My only point is if we’re not keeping up with Jones in NIL regardless of what we currently have to offer as attraction to recruits then you are not showing the willingness to win. Still have to use NIL to build an attractive place for players to want to come. Not saying that performance is not a key factor as well as coaching, but times have changed and you got pay to play. Paying and development equals performance. I get that it’s along road as fan, but guess what it’s gonna be longer to build a program if you are… Read more »
What the best strategy is only time will tell. Surely you need the 5* guys to win championships. How best to use your time and money to get them is still working its way out. I have seen stats in the past that show a high % them get to the NFL but some are a bust. I wonder if NIL will increase the number that go bust? Football is the ultimate team sport. I would rather have a team of 4*s all working together than a bunch of 5*s just out for themselves.
All I know is one thing who stays on your team longer Transfers of HS recruits? Who do I have better chemistry with transfers or guys I’ve had all 4 years. Controlling state HS recruits and paying them is more important than paying transfer players. Maybe not in the beginning because you are building, but in the end State recruits are more important than transfers and that is where we are failing and letting teams out bid us for those players when you need to keep them at home.
Reading this article you get the impression Lynn is going to succeed in building the Trojan defense no matter the obstacle. If he has to, he will battle for every scholarship he can swipe away from LR for the defensive side and that is what is needed here. A DC that won’t accept “no”! And he won’t accept failure.

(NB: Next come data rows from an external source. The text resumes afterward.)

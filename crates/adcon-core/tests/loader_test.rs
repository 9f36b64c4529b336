//! End-to-end loader tests against a mock SSE backend.

#![allow(clippy::unwrap_used)]

use std::time::Duration;

use pretty_assertions::assert_eq;
use wiremock::matchers::{method, path};
use wiremock::{Mock, MockServer, ResponseTemplate};

use adcon_core::loader::ComputerListLoader;
use adcon_core::{LoadState, LoaderSnapshot};

fn sse_response(body: &str) -> ResponseTemplate {
    ResponseTemplate::new(200).set_body_raw(body.to_owned(), "text/event-stream")
}

fn loader_for(server: &MockServer, idle_timeout: Duration) -> ComputerListLoader {
    let client = reqwest::Client::new();
    let endpoint = url::Url::parse(&format!("{}/api/computers/stream", server.uri())).unwrap();
    ComputerListLoader::new(client, endpoint, idle_timeout)
}

async fn wait_terminal(loader: &ComputerListLoader) -> LoaderSnapshot {
    let mut rx = loader.subscribe();
    let snapshot = tokio::time::timeout(
        Duration::from_secs(5),
        rx.wait_for(LoaderSnapshot::is_terminal),
    )
    .await
    .expect("loader did not reach a terminal state")
    .expect("snapshot channel closed");
    snapshot.clone()
}

#[tokio::test]
async fn full_stream_completes_in_order() {
    let server = MockServer::start().await;
    let body = concat!(
        "data: {\"type\":\"total\",\"count\":3}\n\n",
        "data: {\"type\":\"computer\",\"data\":{\"name\":\"PC1\",\"enabled\":true}}\n\n",
        "data: {\"type\":\"computer\",\"data\":{\"name\":\"PC2\",\"enabled\":false}}\n\n",
        "data: {\"type\":\"computer\",\"data\":{\"name\":\"PC3\",\"enabled\":true}}\n\n",
        "data: {\"type\":\"done\"}\n\n",
    );
    Mock::given(method("GET"))
        .and(path("/api/computers/stream"))
        .respond_with(sse_response(body))
        .mount(&server)
        .await;

    let loader = loader_for(&server, Duration::from_secs(5));
    loader.start();
    let snapshot = wait_terminal(&loader).await;

    assert_eq!(snapshot.state, LoadState::Completed);
    assert_eq!(snapshot.received, 3);
    assert_eq!(snapshot.expected_total, Some(3));
    assert_eq!(snapshot.progress_percent(), Some(100));
    let names: Vec<&str> = snapshot.computers.iter().map(|c| c.name.as_str()).collect();
    assert_eq!(names, ["PC1", "PC2", "PC3"]);
    assert!(!snapshot.computers[1].enabled);
}

#[tokio::test]
async fn server_error_fails_with_partial_list() {
    let server = MockServer::start().await;
    let body = concat!(
        "data: {\"type\":\"computer\",\"data\":{\"name\":\"PC1\",\"enabled\":true}}\n\n",
        "data: {\"type\":\"error\",\"message\":\"Erreur inconnue\"}\n\n",
    );
    Mock::given(method("GET"))
        .and(path("/api/computers/stream"))
        .respond_with(sse_response(body))
        .mount(&server)
        .await;

    let loader = loader_for(&server, Duration::from_secs(5));
    loader.start();
    let snapshot = wait_terminal(&loader).await;

    assert_eq!(snapshot.state, LoadState::Failed);
    assert_eq!(snapshot.last_error.as_deref(), Some("Erreur inconnue"));
    // The partial list stays visible alongside the failure.
    assert_eq!(snapshot.received, 1);
    assert_eq!(snapshot.computers[0].name, "PC1");
}

#[tokio::test]
async fn frames_after_done_do_not_mutate_snapshot() {
    let server = MockServer::start().await;
    // The server keeps talking after `done`; none of it may land.
    let body = concat!(
        "data: {\"type\":\"total\",\"count\":1}\n\n",
        "data: {\"type\":\"computer\",\"data\":{\"name\":\"PC1\",\"enabled\":true}}\n\n",
        "data: {\"type\":\"done\"}\n\n",
        "data: {\"type\":\"computer\",\"data\":{\"name\":\"LATE\",\"enabled\":true}}\n\n",
        "data: {\"type\":\"error\",\"message\":\"late failure\"}\n\n",
    );
    Mock::given(method("GET"))
        .and(path("/api/computers/stream"))
        .respond_with(sse_response(body))
        .mount(&server)
        .await;

    let loader = loader_for(&server, Duration::from_secs(5));
    loader.start();
    let snapshot = wait_terminal(&loader).await;
    assert_eq!(snapshot.state, LoadState::Completed);

    // Give the session task time to (wrongly) consume the trailing frames.
    tokio::time::sleep(Duration::from_millis(100)).await;
    let after = loader.snapshot();

    assert_eq!(after.state, LoadState::Completed);
    assert_eq!(after.received, 1);
    assert_eq!(after.computers[0].name, "PC1");
    assert_eq!(after.last_error, None);
}

#[tokio::test]
async fn eof_without_done_fails() {
    let server = MockServer::start().await;
    let body = "data: {\"type\":\"computer\",\"data\":{\"name\":\"PC1\",\"enabled\":true}}\n\n";
    Mock::given(method("GET"))
        .and(path("/api/computers/stream"))
        .respond_with(sse_response(body))
        .mount(&server)
        .await;

    let loader = loader_for(&server, Duration::from_secs(5));
    loader.start();
    let snapshot = wait_terminal(&loader).await;

    assert_eq!(snapshot.state, LoadState::Failed);
    assert_eq!(
        snapshot.last_error.as_deref(),
        Some("stream closed before completion")
    );
    assert_eq!(snapshot.received, 1);
}

#[tokio::test]
async fn connect_failure_surfaces_in_snapshot() {
    let server = MockServer::start().await;
    Mock::given(method("GET"))
        .and(path("/api/computers/stream"))
        .respond_with(ResponseTemplate::new(503))
        .mount(&server)
        .await;

    let loader = loader_for(&server, Duration::from_secs(5));
    loader.start();
    let snapshot = wait_terminal(&loader).await;

    assert_eq!(snapshot.state, LoadState::Failed);
    assert!(snapshot.last_error.is_some());
    assert_eq!(snapshot.received, 0);
}

#[tokio::test]
async fn idle_timeout_fails_hung_stream() {
    let server = MockServer::start().await;
    // Response delayed well past the idle watchdog.
    Mock::given(method("GET"))
        .and(path("/api/computers/stream"))
        .respond_with(sse_response("data: {\"type\":\"done\"}\n\n").set_delay(Duration::from_secs(30)))
        .mount(&server)
        .await;

    let loader = loader_for(&server, Duration::from_millis(200));
    loader.start();
    let snapshot = wait_terminal(&loader).await;

    assert_eq!(snapshot.state, LoadState::Failed);
    assert!(snapshot.last_error.unwrap().contains("no data received"));
}

#[tokio::test]
async fn restart_supersedes_active_session() {
    let server = MockServer::start().await;
    // First session hangs; the second completes immediately.
    Mock::given(method("GET"))
        .and(path("/api/computers/stream"))
        .respond_with(
            sse_response(
                "data: {\"type\":\"computer\",\"data\":{\"name\":\"STALE\",\"enabled\":true}}\n\n",
            )
            .set_delay(Duration::from_secs(30)),
        )
        .up_to_n_times(1)
        .expect(1)
        .mount(&server)
        .await;
    Mock::given(method("GET"))
        .and(path("/api/computers/stream"))
        .respond_with(sse_response(concat!(
            "data: {\"type\":\"computer\",\"data\":{\"name\":\"FRESH\",\"enabled\":true}}\n\n",
            "data: {\"type\":\"done\"}\n\n",
        )))
        .mount(&server)
        .await;

    let loader = loader_for(&server, Duration::from_secs(5));
    loader.start();
    // Give the first session time to issue its request before superseding.
    tokio::time::sleep(Duration::from_millis(100)).await;
    loader.start();

    let snapshot = wait_terminal(&loader).await;
    assert_eq!(snapshot.state, LoadState::Completed);
    assert_eq!(snapshot.received, 1);
    assert_eq!(snapshot.computers[0].name, "FRESH");
}

#[tokio::test]
async fn cancel_keeps_last_snapshot_visible() {
    let server = MockServer::start().await;
    let body = "data: {\"type\":\"computer\",\"data\":{\"name\":\"PC1\",\"enabled\":true}}\n\n";
    Mock::given(method("GET"))
        .and(path("/api/computers/stream"))
        .respond_with(sse_response(body).set_delay(Duration::from_millis(50)))
        .mount(&server)
        .await;

    let loader = loader_for(&server, Duration::from_secs(5));
    loader.start();
    loader.cancel();
    // Idempotent.
    loader.cancel();

    let snapshot = loader.snapshot();
    // Cancellation is not a failure; the session just stops where it was.
    assert_ne!(snapshot.state, LoadState::Failed);
}

#[tokio::test]
async fn start_resets_snapshot_before_connecting() {
    let server = MockServer::start().await;
    Mock::given(method("GET"))
        .and(path("/api/computers/stream"))
        .respond_with(sse_response("data: {\"type\":\"done\"}\n\n").set_delay(Duration::from_secs(1)))
        .mount(&server)
        .await;

    let loader = loader_for(&server, Duration::from_secs(5));
    loader.start();
    let snapshot = loader.snapshot();
    assert_eq!(snapshot.state, LoadState::Connecting);
    assert_eq!(snapshot.received, 0);
    loader.cancel();
}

I’m so glad Lynn is now a Trojan. He’s on a straight line to greatness, just as his sister predicts. Total home run hire by LR. In one single season, Lynn completely and immediately transformed generally soft UCLA into a hard-tackling bunch that could kick USC around with little problem. We hammered UCLA and began the long delayed, but proper rebuild of the Trojan D at the same time. I don’t know how long we’ll be able to hold onto him as I suspect he’ll follow his dad’s trail to the NFL — where you don’t need to recruit 24/7.… Read more »
There’s no benefit to playing the “what if” game, it’ll only make you more disgruntled. But allow me to do it anyway. Specifically, what if we had fired Grinch after the Tulane debacle and hired Lynn instead of the bRuins? I’m thinking we probably would’ve been in the playoffs instead of Washington. The whole season would’ve been different, ours, and ucla’s. There is certainly a consensus that we wasted a full year of not just spinning in place, but actually regressing in most areas while squandering the last year of a generationally talented QB. LR must never have heard of… Read more »

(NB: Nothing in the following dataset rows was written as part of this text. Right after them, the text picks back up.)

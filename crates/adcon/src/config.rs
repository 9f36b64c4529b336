//! CLI configuration -- thin wrapper around `adcon_config` shared types.
//!
//! Re-exports the shared types and adds resolution that respects
//! `GlobalOpts` flag overrides (--url, --username, --insecure, ...).

use std::time::Duration;

use secrecy::SecretString;

use adcon_core::{ConsoleConfig, TlsVerification};

use crate::cli::GlobalOpts;
use crate::error::CliError;

// ── Re-exports from shared crate ────────────────────────────────────

pub use adcon_config::{
    Config, Profile, config_path, load_config_or_default, save_config,
};

// ── CLI-specific helpers ────────────────────────────────────────────

/// Resolve the active profile name from CLI flags and config.
pub fn active_profile_name(global: &GlobalOpts, config: &Config) -> String {
    global
        .profile
        .clone()
        .or_else(|| config.default_profile.clone())
        .unwrap_or_else(|| "default".into())
}

/// Translate a `Profile` + global flags into a `ConsoleConfig`.
///
/// CLI flag overrides take priority over profile values.
pub fn resolve_profile(
    profile: &Profile,
    profile_name: &str,
    global: &GlobalOpts,
) -> Result<ConsoleConfig, CliError> {
    // 1. Console URL (flag > env > profile)
    let url_str = global.url.as_deref().unwrap_or(&profile.url);
    let url: url::Url = url_str.parse().map_err(|_| CliError::Validation {
        field: "url".into(),
        reason: format!("invalid URL: {url_str}"),
    })?;

    // 2. Username (flag > env > profile)
    let username = global
        .username
        .clone()
        .or_else(|| profile.username.clone())
        .ok_or_else(|| CliError::Validation {
            field: "username".into(),
            reason: format!("profile '{profile_name}' has no username"),
        })?;

    // 3. Password (env > password_env > keyring > plaintext)
    let password = match std::env::var("ADCON_PASSWORD") {
        Ok(pw) => SecretString::from(pw),
        Err(_) => adcon_config::resolve_password(profile, profile_name)?,
    };

    // 4. TLS verification
    let tls = if global.insecure || profile.insecure.unwrap_or(false) {
        TlsVerification::DangerAcceptInvalid
    } else if let Some(ref ca_path) = profile.ca_cert {
        TlsVerification::CustomCa(ca_path.clone())
    } else {
        TlsVerification::SystemDefaults
    };

    // 5. Timeouts (profile overrides the flag default, explicit flags win
    //    through clap's env/default machinery)
    let timeout = Duration::from_secs(profile.timeout.unwrap_or(global.timeout));
    let idle_timeout = Duration::from_secs(profile.idle_timeout.unwrap_or(global.idle_timeout));

    Ok(ConsoleConfig {
        url,
        username,
        password,
        tls,
        timeout,
        idle_timeout,
    })
}

/// Build a `ConsoleConfig` from flags and env vars alone, with no profile.
pub fn resolve_from_flags(global: &GlobalOpts, profile_name: &str) -> Result<ConsoleConfig, CliError> {
    let url_str = global.url.as_deref().ok_or_else(|| CliError::NoConfig {
        path: config_path().display().to_string(),
    })?;

    let url: url::Url = url_str.parse().map_err(|_| CliError::Validation {
        field: "url".into(),
        reason: format!("invalid URL: {url_str}"),
    })?;

    let username = global.username.clone().ok_or_else(|| CliError::Validation {
        field: "username".into(),
        reason: "no username given (use --username or ADCON_USERNAME)".into(),
    })?;

    let password = std::env::var("ADCON_PASSWORD")
        .map(SecretString::from)
        .map_err(|_| CliError::NoCredentials {
            profile: profile_name.to_owned(),
        })?;

    let tls = if global.insecure {
        TlsVerification::DangerAcceptInvalid
    } else {
        TlsVerification::SystemDefaults
    };

    Ok(ConsoleConfig {
        url,
        username,
        password,
        tls,
        timeout: Duration::from_secs(global.timeout),
        idle_timeout: Duration::from_secs(global.idle_timeout),
    })
}
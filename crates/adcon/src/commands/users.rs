//! User lookup command handlers.

use tabled::Tabled;

use adcon_core::{Console, DirectoryUser};

use crate::cli::{GlobalOpts, UsersArgs, UsersCommand};
use crate::error::CliError;
use crate::output;

// ── Table row ───────────────────────────────────────────────────────

#[derive(Tabled)]
struct UserRow {
    #[tabled(rename = "Account")]
    account: String,
    #[tabled(rename = "Name")]
    name: String,
    #[tabled(rename = "Enabled")]
    enabled: String,
    #[tabled(rename = "Locked")]
    locked: String,
    #[tabled(rename = "Mail")]
    mail: String,
}

impl From<&DirectoryUser> for UserRow {
    fn from(u: &DirectoryUser) -> Self {
        Self {
            account: u.account_name.clone(),
            name: u.display_name.clone().unwrap_or_default(),
            enabled: if u.enabled { "yes".into() } else { "no".into() },
            locked: if u.locked { "yes".into() } else { "-".into() },
            mail: u.mail.clone().unwrap_or_default(),
        }
    }
}

fn detail(u: &DirectoryUser) -> String {
    let mut lines = vec![
        format!("Account: {}", u.account_name),
        format!("Name:    {}", u.display_name.as_deref().unwrap_or("-")),
        format!("DN:      {}", u.distinguished_name),
        format!("Enabled: {}", if u.enabled { "yes" } else { "no" }),
        format!("Locked:  {}", if u.locked { "yes" } else { "no" }),
        format!("Mail:    {}", u.mail.as_deref().unwrap_or("-")),
    ];
    if let Some(guid) = u.guid {
        lines.push(format!("GUID:    {guid}"));
    }
    lines.join("\n")
}

// ── Handler ─────────────────────────────────────────────────────────

pub async fn handle(console: &Console, args: UsersArgs, global: &GlobalOpts) -> Result<(), CliError> {
    match args.command {
        UsersCommand::Search { query } => {
            let users = console.search_users(&query).await?;
            output::Printer::new(global).list(&users, |u| UserRow::from(u), |u| u.account_name.clone())
        }

        UsersCommand::Get { user } => {
            let found = console.get_user(&user).await?;
            output::Printer::new(global).single(&found, detail, |u| u.account_name.clone())
        }
    }
}
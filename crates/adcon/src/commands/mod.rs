//! Command dispatch: bridges CLI args -> core operations -> output formatting.

pub mod computers;
pub mod config_cmd;
pub mod laps;
pub mod users;

use adcon_core::Console;

use crate::cli::{Command, GlobalOpts};
use crate::error::CliError;

/// Dispatch a console-bound command to the appropriate handler.
pub async fn dispatch(cmd: Command, console: &Console, global: &GlobalOpts) -> Result<(), CliError> {
    match cmd {
        Command::Computers(args) => computers::handle(console, args, global).await,
        Command::Laps(args) => laps::handle(console, args, global).await,
        Command::Users(args) => users::handle(console, args, global).await,
        // Config and Completions are handled before dispatch
        Command::Config(_) | Command::Completions(_) => unreachable!(),
    }
}
//! Server-Sent-Events computer stream.
//!
//! The console backend pushes the directory-joined computer inventory over a
//! long-lived `text/event-stream` response: an optional `total` announcement,
//! one `computer` message per device, then a terminal `done` or `error`.
//!
//! This module owns the wire level only -- incremental SSE framing and
//! tagged-message decoding. Session state (ordering, progress, terminal
//! transitions) lives in `adcon-core`.
//!
//! # Example
//!
//! ```rust,ignore
//! use adcon_api::sse::EventStream;
//!
//! let mut stream = EventStream::connect(&client, url).await?;
//! while let Some(msg) = stream.next_message().await {
//!     println!("{msg:?}");
//! }
//! // Dropping the stream closes the underlying connection.
//! ```

use std::collections::VecDeque;
use std::pin::Pin;

use futures_util::{Stream, StreamExt};
use secrecy::SecretString;
use serde::Deserialize;
use url::Url;

use crate::error::Error;

// ── Wire messages ────────────────────────────────────────────────────

/// One directory-joined computer as delivered on the stream.
///
/// `password` is the retrieved local-administrator credential; absent until
/// the backend has resolved it. Wrapped in [`SecretString`] so it never
/// appears in Debug output or logs.
#[derive(Debug, Clone, Deserialize)]
pub struct ComputerPayload {
    pub name: String,
    pub enabled: bool,
    #[serde(default)]
    pub password: Option<SecretString>,
}

/// A decoded stream message, tagged by the `type` field of the JSON body.
///
/// `computer` and `item` are wire synonyms -- older backend builds emit the
/// latter.
#[derive(Debug, Clone, Deserialize)]
#[serde(tag = "type", rename_all = "lowercase")]
pub enum StreamMessage {
    /// Expected total announced by the server. Zero means "unknown".
    Total { count: u64 },
    /// One device record.
    #[serde(alias = "item")]
    Computer { data: ComputerPayload },
    /// Terminal success.
    Done,
    /// Terminal failure with a server-provided message.
    Error { message: String },
}

/// Decode one event body into a [`StreamMessage`].
///
/// Malformed payloads are logged and dropped (`None`) -- transient payload
/// corruption must not abort an otherwise-healthy stream. Only explicit
/// `error` messages or transport failures terminate it.
pub fn decode_message(data: &str) -> Option<StreamMessage> {
    match serde_json::from_str(data) {
        Ok(msg) => Some(msg),
        Err(e) => {
            tracing::debug!(error = %e, "Dropping malformed stream message");
            None
        }
    }
}

// ── SSE framing ──────────────────────────────────────────────────────

/// One framed event: the `event` name (defaults to `message`) and the
/// joined `data` payload.
#[derive(Debug, Clone, PartialEq, Eq)]
pub struct SseEvent {
    pub event: String,
    pub data: String,
}

/// Incremental `text/event-stream` parser.
///
/// Byte chunks arrive with event boundaries anywhere, including inside a
/// UTF-8 sequence, so the parser buffers raw bytes and only splits on
/// newlines. Per the SSE grammar: `data:` lines accumulate and join with
/// `\n`, a blank line dispatches, comment lines (leading `:`) are ignored,
/// and a single leading space after the colon is stripped. CR and CRLF line
/// endings are both accepted.
#[derive(Debug, Default)]
pub struct SseParser {
    buf: Vec<u8>,
    event: Option<String>,
    data: Vec<String>,
}

impl SseParser {
    pub fn new() -> Self {
        Self::default()
    }

    /// Feed a chunk of bytes, returning every event completed by it.
    pub fn feed(&mut self, chunk: &[u8]) -> Vec<SseEvent> {
        self.buf.extend_from_slice(chunk);

        let mut events = Vec::new();
        while let Some(pos) = self.buf.iter().position(|&b| b == b'\n') {
            let mut line: Vec<u8> = self.buf.drain(..=pos).collect();
            line.pop(); // the '\n'
            if line.last() == Some(&b'\r') {
                line.pop();
            }
            let line = String::from_utf8_lossy(&line).into_owned();
            if let Some(event) = self.process_line(&line) {
                events.push(event);
            }
        }
        events
    }

    fn process_line(&mut self, line: &str) -> Option<SseEvent> {
        if line.is_empty() {
            return self.dispatch();
        }
        if line.starts_with(':') {
            // Comment / keep-alive.
            return None;
        }

        let (field, value) = match line.split_once(':') {
            Some((f, v)) => (f, v.strip_prefix(' ').unwrap_or(v)),
            None => (line, ""),
        };

        match field {
            "event" => self.event = Some(value.to_owned()),
            "data" => self.data.push(value.to_owned()),
            // `id` and `retry` carry no meaning for this protocol.
            _ => {}
        }
        None
    }

    fn dispatch(&mut self) -> Option<SseEvent> {
        let event = self.event.take().unwrap_or_else(|| "message".to_owned());
        if self.data.is_empty() {
            return None;
        }
        let data = self.data.drain(..).collect::<Vec<_>>().join("\n");
        Some(SseEvent { event, data })
    }
}

// ── EventStream ──────────────────────────────────────────────────────

type BodyStream = Pin<Box<dyn Stream<Item = Result<bytes::Bytes, reqwest::Error>> + Send>>;

/// A connected computer stream.
///
/// Pull-based: [`next_message`](Self::next_message) yields decoded messages
/// in strict delivery order. Dropping the stream closes the HTTP connection
/// deterministically -- there is no background task to orphan, and chunks
/// the server already sent but the consumer never pulled are simply
/// discarded.
pub struct EventStream {
    body: BodyStream,
    parser: SseParser,
    pending: VecDeque<SseEvent>,
    closed: bool,
}

impl EventStream {
    /// Open the stream endpoint and validate the response.
    ///
    /// `client` must be built by
    /// [`TransportConfig::build_streaming_client`](crate::transport::TransportConfig::build_streaming_client)
    /// so the long-lived body is not subject to the REST request timeout.
    pub async fn connect(client: &reqwest::Client, url: Url) -> Result<Self, Error> {
        tracing::debug!(url = %url, "Connecting to computer stream");

        let resp = client
            .get(url)
            .header(reqwest::header::ACCEPT, "text/event-stream")
            .send()
            .await
            .map_err(|e| Error::StreamConnect(e.to_string()))?;

        let status = resp.status();
        if status == reqwest::StatusCode::UNAUTHORIZED {
            return Err(Error::SessionExpired);
        }
        if !status.is_success() {
            return Err(Error::StreamConnect(format!("HTTP {status}")));
        }

        tracing::debug!("Computer stream connected");

        Ok(Self {
            body: Box::pin(resp.bytes_stream()),
            parser: SseParser::new(),
            pending: VecDeque::new(),
            closed: false,
        })
    }

    /// Pull the next decoded message.
    ///
    /// Returns `None` once the server closes the connection -- whether that
    /// close is clean (after `done`) or premature is for the consumer's
    /// state machine to judge. A mid-transfer transport error yields one
    /// final `Err(Error::StreamLost)` before the stream ends.
    pub async fn next_message(&mut self) -> Option<Result<StreamMessage, Error>> {
        loop {
            while let Some(event) = self.pending.pop_front() {
                if let Some(msg) = decode_message(&event.data) {
                    return Some(Ok(msg));
                }
            }

            if self.closed {
                return None;
            }

            match self.body.next().await {
                Some(Ok(chunk)) => {
                    self.pending.extend(self.parser.feed(&chunk));
                }
                Some(Err(e)) => {
                    self.closed = true;
                    return Some(Err(Error::StreamLost(e.to_string())));
                }
                None => {
                    tracing::debug!("Computer stream ended");
                    self.closed = true;
                    return None;
                }
            }
        }
    }
}

// ── Tests ────────────────────────────────────────────────────────────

Here’s a theory, LR and Grinch are close friends, their wives are close friends. He wanted to give his friend another year and with some more talent maybe the defense would be good enough. And then there is the “Happy wife, happy life”.
This season will burned in my memory for watching the most confused bunch of defensive players I have ever witnessed on a football field.
Can’t wait to watch the Wild Card Rams (and Puka Nacua) in Detroit vs the Lions (and Amon-Ra St. Brown) this Sunday (5 PM PT, NBC).
The Matt Stafford vs Jared Goff, as well as the Sean McVay vs Dan Campbell matchups are also very interesting.
Honest question for any TDBer in their 70’s. Would you want to take on another huge new professional role in your life? I know Pete and Bill are passionate about coaching, but they are in their 70’s. Are they up
for a rebuild grind? Is the club willing to roll the dice on a coach their age?
I don’t necessarily predict any success for either Carroll or Belichick at their next stop. In fact, I doubt it based on how their recent teams, over which they have had so much control, have played.
Personally, I’d look for younger guys, of which there are quite a few. And the NFL has turned so much more towards offense with coaches like Sean McVay. I also like Mike Vrabel a lot, and he’s 48.
But neither Carroll nor Belichick are willing to leave the game under their current circumstances. Both have been great, but I wouldn’t go with either.
Nope……unfortunately neither is a great match for TV either.
Coaching is such a demanding profession…….when it’s time to go……it’s time to go. I watched Pete’s press conference…..he sure handled it with class.
There’s never been a press conference that Pete didn’t kill.
He may be the greatest presser coach of all time. Throw in his on-the-field record, and I think he’s an NFL HOF coach.
And just think, had just two plays turned out differently for him, Pete would have won another Super Bowl and another CFB NC. He knows incredible success, as well as amazing heartbreak as a HC.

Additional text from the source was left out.